> [TASK DESCRIPTION]: Report each line of the records where "applied" occurs.

===== MATERIAL PROVIDED

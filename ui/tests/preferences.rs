//! Startup restores the stored preferences, including the language choice,
//! over whatever the OS locale selected.

use ui::core::preferences::{Preferences, DEFAULT_LANGUAGE};
use ui::core::storage::{KeyValueStore, MemoryStore};
use ui::i18n;
use ui::state::restore_preferences;

// One test: the loader is process-global and tests run in parallel.
#[test]
fn stored_language_always_wins_over_the_current_one() {
    i18n::init();

    // A French session whose user switched back to English.
    i18n::set_language("fr-FR").expect("fr-FR is bundled");
    assert_eq!(i18n::current_language(), "fr-FR");
    let store = MemoryStore::new();
    let english = Preferences {
        sidebar_collapsed: true,
        language: DEFAULT_LANGUAGE.to_string(),
    };
    english.save(&store).expect("memory store accepts writes");

    let restored = restore_preferences(&store);
    assert_eq!(restored, english);
    assert_eq!(i18n::current_language(), DEFAULT_LANGUAGE);
    assert_eq!(ui::t!("nav-team"), "Team");

    // First launch: nothing stored, so the default language is applied too.
    i18n::set_language("es-ES").expect("es-ES is bundled");
    let empty = MemoryStore::new();
    assert_eq!(restore_preferences(&empty), Preferences::default());
    assert_eq!(i18n::current_language(), DEFAULT_LANGUAGE);

    // Non-default choices are applied as well.
    empty
        .write("preferences", r#"{"language":"fr-FR"}"#)
        .expect("memory store accepts writes");
    assert_eq!(restore_preferences(&empty).language, "fr-FR");
    assert_eq!(i18n::current_language(), "fr-FR");
}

==========

> [ANSWER TO THE EXERCISE]:
    // First launch: nothing stored, so the default language is applied too.
    // Non-default choices are applied as well.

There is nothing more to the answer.